Shopper behaviors are evolving rapidly and challenging grocers to understand an expanding range of influences shaping grocery’s future

Understanding Next-Gen Shopping Behaviors

How Insights Were Gathered

The key learnings contained in Progressive Grocer’s 2021 “The New Age of Elevated Expectations” study are based on 1,002 responses gathered July 20-26, 2021, from those ages 18 to 34, with primary or shared responsibility for food purchases. The responses were evenly split between Gen Z (ages 18-24) and Millennials (ages 25-34). The logic behind probing the views of these groups is that they are either entering or in their most formative years of household creation, a life stage which correlates closely with increased spending. Thus, understanding this group’s food-related shopping behaviors, eating preferences and key factors influencing spending is crucial to grocers’ future success.

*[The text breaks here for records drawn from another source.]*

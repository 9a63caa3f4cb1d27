//! CLI commands

pub mod apply;
pub mod delete;

use clap::{Args, ValueEnum};
use kapply_kube::{Client, ClientConfig, ReconcileOptions};
use std::path::PathBuf;
use std::time::Duration;
use tokio_util::sync::CancellationToken;
use tracing::debug;

use crate::error::Result;

/// Output format for reports
#[derive(Debug, Clone, Copy, PartialEq, Eq, ValueEnum)]
pub enum OutputFormat {
    /// One line per resource
    Text,
    /// The full report as JSON
    Json,
}

/// Arguments shared by `apply` and `delete`
#[derive(Debug, Args)]
pub struct ManifestArgs {
    /// Manifest file, directory or http(s) URL (repeatable)
    #[arg(short = 'f', long = "filename", required = true)]
    pub files: Vec<String>,

    /// Kube context to use
    #[arg(long, env = kapply_kube::CONTEXT_ENV_VAR)]
    pub context: Option<String>,

    /// Path to the kubeconfig file
    #[arg(long, env = kapply_kube::KUBECONFIG_ENV_VAR)]
    pub kubeconfig: Option<PathBuf>,

    /// Namespace for documents that don't set one
    #[arg(short, long)]
    pub namespace: Option<String>,

    /// Documents processed at once
    #[arg(long, default_value_t = 1, value_parser = clap::value_parser!(u16).range(1..))]
    pub concurrency: u16,

    /// Give up after this many seconds
    #[arg(long, value_name = "SECS")]
    pub timeout: Option<u64>,

    /// Keep going after a resource fails
    #[arg(long)]
    pub continue_on_error: bool,

    /// Output format
    #[arg(short, long, value_enum, default_value_t = OutputFormat::Text)]
    pub output: OutputFormat,
}

impl ManifestArgs {
    fn client_config(&self) -> ClientConfig {
        ClientConfig {
            context: self.context.clone(),
            kubeconfig: self.kubeconfig.clone(),
            namespace: self.namespace.clone(),
        }
    }

    fn options(&self) -> ReconcileOptions {
        ReconcileOptions {
            concurrency: usize::from(self.concurrency),
            continue_on_error: self.continue_on_error,
            timeout: self.timeout.map(Duration::from_secs),
            ..Default::default()
        }
    }

    /// Connect, with Ctrl-C wired to cancellation
    pub async fn connect(&self) -> Result<Client> {
        let client = Client::with_options(&self.client_config(), self.options()).await?;
        debug!(namespace = client.default_namespace(), "connected");

        let token = CancellationToken::new();
        let on_signal = token.clone();
        tokio::spawn(async move {
            if tokio::signal::ctrl_c().await.is_ok() {
                on_signal.cancel();
            }
        });

        Ok(client.with_cancellation(token))
    }
}
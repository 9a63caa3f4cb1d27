//! Report output

use console::{StyledObject, style};
use kapply_kube::{Outcome, ReconcileReport};

use crate::commands::OutputFormat;
use crate::error::{CliError, Result};

/// Print a report in the requested format
pub fn print_report(report: &ReconcileReport, format: OutputFormat) -> Result<()> {
    match format {
        OutputFormat::Text => {
            print_text(report);
            Ok(())
        }
        OutputFormat::Json => {
            let json = serde_json::to_string_pretty(report).map_err(|e| CliError::Other {
                message: format!("cannot serialize report: {}", e),
            })?;
            println!("{}", json);
            Ok(())
        }
    }
}

fn print_text(report: &ReconcileReport) {
    for result in &report.results {
        println!(
            "{} {}",
            style(result.display_name()).bold(),
            styled_outcome(&result.outcome)
        );
    }

    for failure in &report.source_failures {
        eprintln!(
            "{} {}: {}",
            style("✗").red().bold(),
            style(&failure.source).cyan(),
            failure.error
        );
    }

    if report.results.len() + report.source_failures.len() > 1 {
        let icon = if report.is_success() {
            style("✓").green().bold()
        } else {
            style("✗").red().bold()
        };
        println!("{} {}", icon, report.summary());
    }
}

fn styled_outcome(outcome: &Outcome) -> StyledObject<String> {
    let text = outcome.to_string();
    match outcome {
        Outcome::Created | Outcome::Updated => style(text).green(),
        Outcome::Unchanged | Outcome::AlreadyAbsent => style(text).dim(),
        Outcome::Deleted => style(text).yellow(),
        Outcome::Failed(_) => style(text).red(),
    }
}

Life used to be simpler for shoppers when it came to deciding where to buy groceries. If a store was clean and convenient, had helpful staff, and had good prices on quality products, that was a combination that satisfied most shoppers. It still does at a basic level, but the fundamental value proposition with which so many grocers found success has been joined by a wide range of other attributes that create new opportunities and challenges for grocers to connect with tomorrow’s shoppers.

This is due to expanded operational capabilities that retailers now execute against, and all of the complexities that entails, combined with new complexities related to fast-changing rules of what it means to be a good corporate citizen. As a result, shoppers have more reasons to like  or dislike a particular retailer, and they have more choices of retailers that now appeal to shoppers with narrowly defined attribute sets.

Welcome to “The New Age of Elevated Expectations,” a phrase which describes an intensifying new reality for retailers of food and consumables, and the title of an exclusive shopper journey study from Progressive Grocer. This unique research project was developed and executed by the Research Solutions division of EnsembleIQ, PG’s parent company, with support from Inmar Intelligence.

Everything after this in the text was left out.